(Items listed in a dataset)
//! Process-wide logging setup.
//!
//! [`init`] installs the global `tracing` subscriber once, writing to stderr
//! at `info` until configuration is loaded. The returned [`LogHandle`] swaps
//! the level afterwards; `RUST_LOG`, when set, always wins.

use anyhow::{anyhow, Result};
use tracing::level_filters::LevelFilter;
use tracing_subscriber::{fmt, prelude::*, reload, EnvFilter, Registry};

use crate::constants::DEFAULT_LOG_LEVEL;

/// Logs at error level, then exits the process with status 1.
macro_rules! fatal {
    ($($arg:tt)*) => {{
        tracing::error!($($arg)*);
        std::process::exit(1)
    }};
}
pub(crate) use fatal;

/// Changes the active log level after [`init`].
pub struct LogHandle {
    filter: reload::Handle<EnvFilter, Registry>,
    env_override: bool,
}

/// Installs the global subscriber. Call once, before any log call.
pub fn init() -> LogHandle {
    let env_filter = EnvFilter::try_from_default_env().ok();
    let env_override = env_filter.is_some();
    let filter = env_filter.unwrap_or_else(|| EnvFilter::new(DEFAULT_LOG_LEVEL));
    let (filter, handle) = reload::Layer::new(filter);

    let result = tracing_subscriber::registry()
        .with(filter)
        .with(
            fmt::layer()
                .with_writer(std::io::stderr)
                .with_target(false),
        )
        .try_init();
    if let Err(e) = result {
        eprintln!("Log system initialization failed: {e}");
    }

    LogHandle {
        filter: handle,
        env_override,
    }
}

impl LogHandle {
    /// Applies a configured level name. Ignored when `RUST_LOG` is set.
    pub fn set_level(&self, level: &str) -> Result<()> {
        if self.env_override {
            return Ok(());
        }
        let level = parse_level(level)?;
        self.filter
            .reload(EnvFilter::new(level.to_string()))
            .map_err(|e| anyhow!("Failed to change log level: {e}"))
    }
}

/// Parses a level name: debug, info, warn (or warning), error, fatal.
///
/// `fatal` maps to `error`, the most severe level `tracing` records.
pub fn parse_level(name: &str) -> Result<LevelFilter> {
    match name.trim().to_uppercase().as_str() {
        "DEBUG" => Ok(LevelFilter::DEBUG),
        "INFO" => Ok(LevelFilter::INFO),
        "WARN" | "WARNING" => Ok(LevelFilter::WARN),
        "ERROR" | "FATAL" => Ok(LevelFilter::ERROR),
        _ => Err(anyhow!("unknown log level: {name}")),
    }
}
//! Path resolution for the ai configuration file.

use anyhow::Result;
use std::path::PathBuf;

use super::types::Config;
use crate::constants::{APP_NAME, CONFIG_FILENAME, CONFIG_PATH_ENV};

impl Config {
    /// Returns the platform-specific configuration directory for ai.
    ///
    /// Returns `~/.config/ai/` on Linux (`XDG_CONFIG_HOME/ai`).
    ///
    /// # Errors
    ///
    /// Returns an error if the platform's config directory cannot be determined.
    pub fn config_dir() -> Result<PathBuf> {
        let dir = dirs::config_dir()
            .ok_or_else(|| anyhow::anyhow!("Could not determine config directory"))?
            .join(APP_NAME);
        Ok(dir)
    }

    /// Returns the full path to the ai configuration file.
    ///
    /// `AI_CONFIG_PATH` wins when set; otherwise `~/.config/ai/config.toml`.
    pub fn config_path() -> Result<PathBuf> {
        match std::env::var_os(CONFIG_PATH_ENV) {
            Some(path) if !path.is_empty() => {
                tracing::debug!("Using config path from {CONFIG_PATH_ENV}");
                Ok(PathBuf::from(path))
            }
            _ => Ok(Self::config_dir()?.join(CONFIG_FILENAME)),
        }
    }
}
//! Output rendering abstraction for ai.
//!
//! Defines the [`Renderer`] trait that decouples prompt commands and the
//! stream relay from the terminal. [`StdoutRenderer`] prints directly to
//! stdout; tests record the calls instead.

use colored::Colorize;
use std::io::{self, Write};

use crate::constants::{APP_NAME, RESPONSE_SEPARATOR};

/// Sink for everything a prompt command shows the user.
pub trait Renderer {
    /// Echo the system prompt being sent.
    fn render_system_prompt(&mut self, prompt: &str);

    /// Render a single fragment as it arrives. Must be visible before returning.
    fn render_fragment(&mut self, fragment: &str);

    /// Called when the stream has stopped producing fragments.
    fn render_done(&mut self);

    /// Marks the end of one response, success or failure.
    fn render_separator(&mut self);

    /// One-line usage hint for a prompt command invoked without input.
    fn render_usage(&mut self, group: &str, command: &str);
}

/// Renders prompt output directly to stdout.
///
/// Each fragment is printed immediately with an explicit flush so the user
/// sees the response as it is generated. Write errors (a closed pipe) are
/// ignored.
pub struct StdoutRenderer {
    out: Box<dyn Write>,
    fragment_count: usize,
}

impl StdoutRenderer {
    pub fn new() -> Self {
        Self::with_writer(Box::new(io::stdout()))
    }

    fn with_writer(out: Box<dyn Write>) -> Self {
        Self {
            out,
            fragment_count: 0,
        }
    }
}

impl Renderer for StdoutRenderer {
    fn render_system_prompt(&mut self, prompt: &str) {
        writeln!(self.out, "{} {}", "📝".bold(), prompt.dimmed()).ok();
    }

    fn render_fragment(&mut self, fragment: &str) {
        if self.fragment_count == 0 {
            write!(self.out, " ").ok();
        }
        write!(self.out, "{}", fragment).ok();
        // Flush immediately so each fragment appears as it arrives
        self.out.flush().ok();
        self.fragment_count += 1;
    }

    fn render_done(&mut self) {
        writeln!(self.out).ok();
    }

    fn render_separator(&mut self) {
        writeln!(self.out, "{}", RESPONSE_SEPARATOR).ok();
        self.out.flush().ok();
    }

    fn render_usage(&mut self, group: &str, command: &str) {
        writeln!(self.out, "Usage: {} {} {} <your prompt>", APP_NAME, group, command).ok();
    }
}


#[cfg(test)]
pub mod testing {
    use super::Renderer;

    /// One recorded renderer call.
    #[derive(Debug, Clone, PartialEq, Eq)]
    pub enum Event {
        SystemPrompt(String),
        Fragment(String),
        Done,
        Separator,
        Usage(String, String),
    }

    /// Records every call in order.
    #[derive(Default)]
    pub struct RecordingRenderer {
        pub events: Vec<Event>,
    }

    impl RecordingRenderer {
        pub fn fragments(&self) -> Vec<&str> {
            self.events
                .iter()
                .filter_map(|e| match e {
                    Event::Fragment(f) => Some(f.as_str()),
                    _ => None,
                })
                .collect()
        }
    }

    impl Renderer for RecordingRenderer {
        fn render_system_prompt(&mut self, prompt: &str) {
            self.events.push(Event::SystemPrompt(prompt.to_string()));
        }

        fn render_fragment(&mut self, fragment: &str) {
            self.events.push(Event::Fragment(fragment.to_string()));
        }

        fn render_done(&mut self) {
            self.events.push(Event::Done);
        }

        fn render_separator(&mut self) {
            self.events.push(Event::Separator);
        }

        fn render_usage(&mut self, group: &str, command: &str) {
            self.events
                .push(Event::Usage(group.to_string(), command.to_string()));
        }
    }
}
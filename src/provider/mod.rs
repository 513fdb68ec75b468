//! LLM provider abstraction for ai.
//!
//! Wraps rig-core's provider clients behind a [`Provider`] struct with enum
//! dispatch and exposes it as a [`CompletionTransport`](crate::transport::CompletionTransport).
//! Supports OpenAI (and compatible endpoints), Anthropic, OpenRouter and
//! Ollama via [`kind::ProviderKind`].

mod client;
mod kind;
mod resolve;

pub use client::Provider;
pub use resolve::resolve_model;
use super::*;
use crate::output::testing::{Event, RecordingRenderer};
use crate::transport::testing::ScriptedTransport;
use crate::transport::TransportError;

fn tree(entries: &[(&str, &str, &str)]) -> CommandTree {
    let mut tree = CommandTree::new();
    for (group, name, prompt) in entries {
        tree.entry(group.to_string()).or_default().insert(
            name.to_string(),
            PromptDefinition {
                system_prompt: prompt.to_string(),
            },
        );
    }
    tree
}

fn registry_with(tree: &CommandTree, transport: &Rc<ScriptedTransport>) -> CommandRegistry {
    CommandRegistry::build(
        tree,
        Some(Rc::clone(transport) as Rc<dyn CompletionTransport>),
    )
}

#[test]
fn test_build_one_group_per_entry_with_all_commands() {
    let transport = Rc::new(ScriptedTransport::fragments(&[]));
    let mut tree = tree(&[
        ("git", "commit", "Write a commit message"),
        ("git", "review", "Review"),
        ("shell", "explain", "Explain the command"),
    ]);
    tree.insert("empty".to_string(), BTreeMap::new());

    let registry = registry_with(&tree, &transport);

    let shape: Vec<(&str, usize)> = registry
        .groups()
        .iter()
        .map(|g| (g.name.as_str(), g.commands.len()))
        .collect();
    assert_eq!(shape, vec![("empty", 0), ("git", 2), ("shell", 1)]);
}

#[test]
fn test_build_sets_usage_and_help_text() {
    let transport = Rc::new(ScriptedTransport::fragments(&[]));
    let tree = tree(&[
        ("git", "review", "Review"),
        ("git", "commit", "Write a commit message"),
    ]);

    let registry = registry_with(&tree, &transport);

    let group = &registry.groups()[0];
    assert_eq!(group.usage, "Run git prompts");
    let names: Vec<&str> = group.commands.iter().map(|c| c.name.as_str()).collect();
    assert_eq!(names, vec!["commit", "review"]);
    assert_eq!(group.commands[0].system_prompt, "Write a commit message");
}

#[test]
fn test_build_without_transport_is_empty() {
    let tree = tree(&[("git", "commit", "Write a commit message")]);

    let registry = CommandRegistry::build(&tree, None);

    assert!(registry.is_empty());
    assert!(registry.find("git", "commit").is_none());
}

#[test]
fn test_build_empty_tree() {
    let transport = Rc::new(ScriptedTransport::fragments(&[]));

    let registry = registry_with(&CommandTree::new(), &transport);

    assert!(registry.is_empty());
}

#[test]
fn test_build_keeps_commands_with_empty_prompt() {
    let transport = Rc::new(ScriptedTransport::fragments(&[]));
    let tree = tree(&[("g", "s", "")]);

    let registry = registry_with(&tree, &transport);

    let command = registry.find("g", "s").unwrap();
    assert_eq!(command.system_prompt, "");
}

#[tokio::test]
async fn test_invoke_sends_only_its_own_prompt() {
    let transport = Rc::new(ScriptedTransport::fragments(&["ok"]));
    let tree = tree(&[("a", "x", "P1"), ("b", "y", "P2")]);
    let registry = registry_with(&tree, &transport);
    let mut renderer = RecordingRenderer::default();

    registry
        .invoke("a", "x", Some("hi"), &mut renderer)
        .await
        .unwrap()
        .unwrap();

    let requests = transport.requests();
    assert_eq!(requests.len(), 1);
    assert_eq!(requests[0].system_prompt, "P1");
    assert_eq!(requests[0].user_prompt, "hi");
}

#[tokio::test]
async fn test_invoke_renders_echo_fragments_and_separator() {
    let transport = Rc::new(ScriptedTransport::fragments(&["Hel", "lo"]));
    let tree = tree(&[("g", "s", "Be kind")]);
    let registry = registry_with(&tree, &transport);
    let mut renderer = RecordingRenderer::default();

    registry
        .invoke("g", "s", Some("hello"), &mut renderer)
        .await
        .unwrap()
        .unwrap();

    assert_eq!(
        renderer.events,
        vec![
            Event::SystemPrompt("Be kind".into()),
            Event::Fragment("Hel".into()),
            Event::Fragment("lo".into()),
            Event::Done,
            Event::Separator,
        ]
    );
}

#[tokio::test]
async fn test_empty_prompt_fails_without_calling_transport() {
    let transport = Rc::new(ScriptedTransport::fragments(&["unused"]));
    let tree = tree(&[("g", "s", "")]);
    let registry = registry_with(&tree, &transport);
    let mut renderer = RecordingRenderer::default();

    let result = registry
        .invoke("g", "s", Some("hello"), &mut renderer)
        .await
        .unwrap();

    assert!(matches!(result, Err(PromptError::MisconfiguredCommand { .. })));
    assert_eq!(transport.call_count(), 0);
    assert!(renderer.events.is_empty());
}

#[tokio::test]
async fn test_missing_input_prints_usage_without_calling_transport() {
    let transport = Rc::new(ScriptedTransport::fragments(&["unused"]));
    let tree = tree(&[("g", "s", "Be kind")]);
    let registry = registry_with(&tree, &transport);

    for input in [None, Some(""), Some("   ")] {
        let mut renderer = RecordingRenderer::default();
        let result = registry
            .invoke("g", "s", input, &mut renderer)
            .await
            .unwrap();

        assert!(matches!(result, Err(PromptError::MissingUserInput { .. })));
        assert_eq!(
            renderer.events,
            vec![Event::Usage("g".into(), "s".into())]
        );
    }
    assert_eq!(transport.call_count(), 0);
}

#[tokio::test]
async fn test_stream_failure_still_prints_separator() {
    let transport = Rc::new(ScriptedTransport::new(vec![
        Ok("Par".to_string()),
        Err(TransportError::Stream("reset".into())),
    ]));
    let tree = tree(&[("g", "s", "Be kind")]);
    let registry = registry_with(&tree, &transport);
    let mut renderer = RecordingRenderer::default();

    let result = registry
        .invoke("g", "s", Some("hello"), &mut renderer)
        .await
        .unwrap();

    assert!(matches!(result, Err(PromptError::TransportStreamFailure(_))));
    assert_eq!(renderer.fragments(), vec!["Par"]);
    assert_eq!(renderer.events.last(), Some(&Event::Separator));
}

#[tokio::test]
async fn test_open_failure_reported_as_open_failure() {
    let transport = Rc::new(ScriptedTransport::failing_open("invalid api key"));
    let tree = tree(&[("g", "s", "Be kind")]);
    let registry = registry_with(&tree, &transport);
    let mut renderer = RecordingRenderer::default();

    let result = registry
        .invoke("g", "s", Some("hello"), &mut renderer)
        .await
        .unwrap();

    assert!(matches!(result, Err(PromptError::TransportOpenFailure(_))));
    assert_eq!(
        renderer.events,
        vec![Event::SystemPrompt("Be kind".into()), Event::Separator]
    );
}

#[tokio::test]
async fn test_invoke_unknown_command_returns_none() {
    let transport = Rc::new(ScriptedTransport::fragments(&[]));
    let tree = tree(&[("g", "s", "Be kind")]);
    let registry = registry_with(&tree, &transport);
    let mut renderer = RecordingRenderer::default();

    assert!(registry
        .invoke("g", "missing", Some("hi"), &mut renderer)
        .await
        .is_none());
    assert!(registry
        .invoke("missing", "s", Some("hi"), &mut renderer)
        .await
        .is_none());
}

→ **Problem to solve**
Which lines above hold the string "struct"? Copy every one of them.

→ **Output of the exercise**
pub struct LogHandle {
pub struct StdoutRenderer {
    pub struct RecordingRenderer {
//! Wraps rig-core's provider clients behind a [`Provider`] struct with enum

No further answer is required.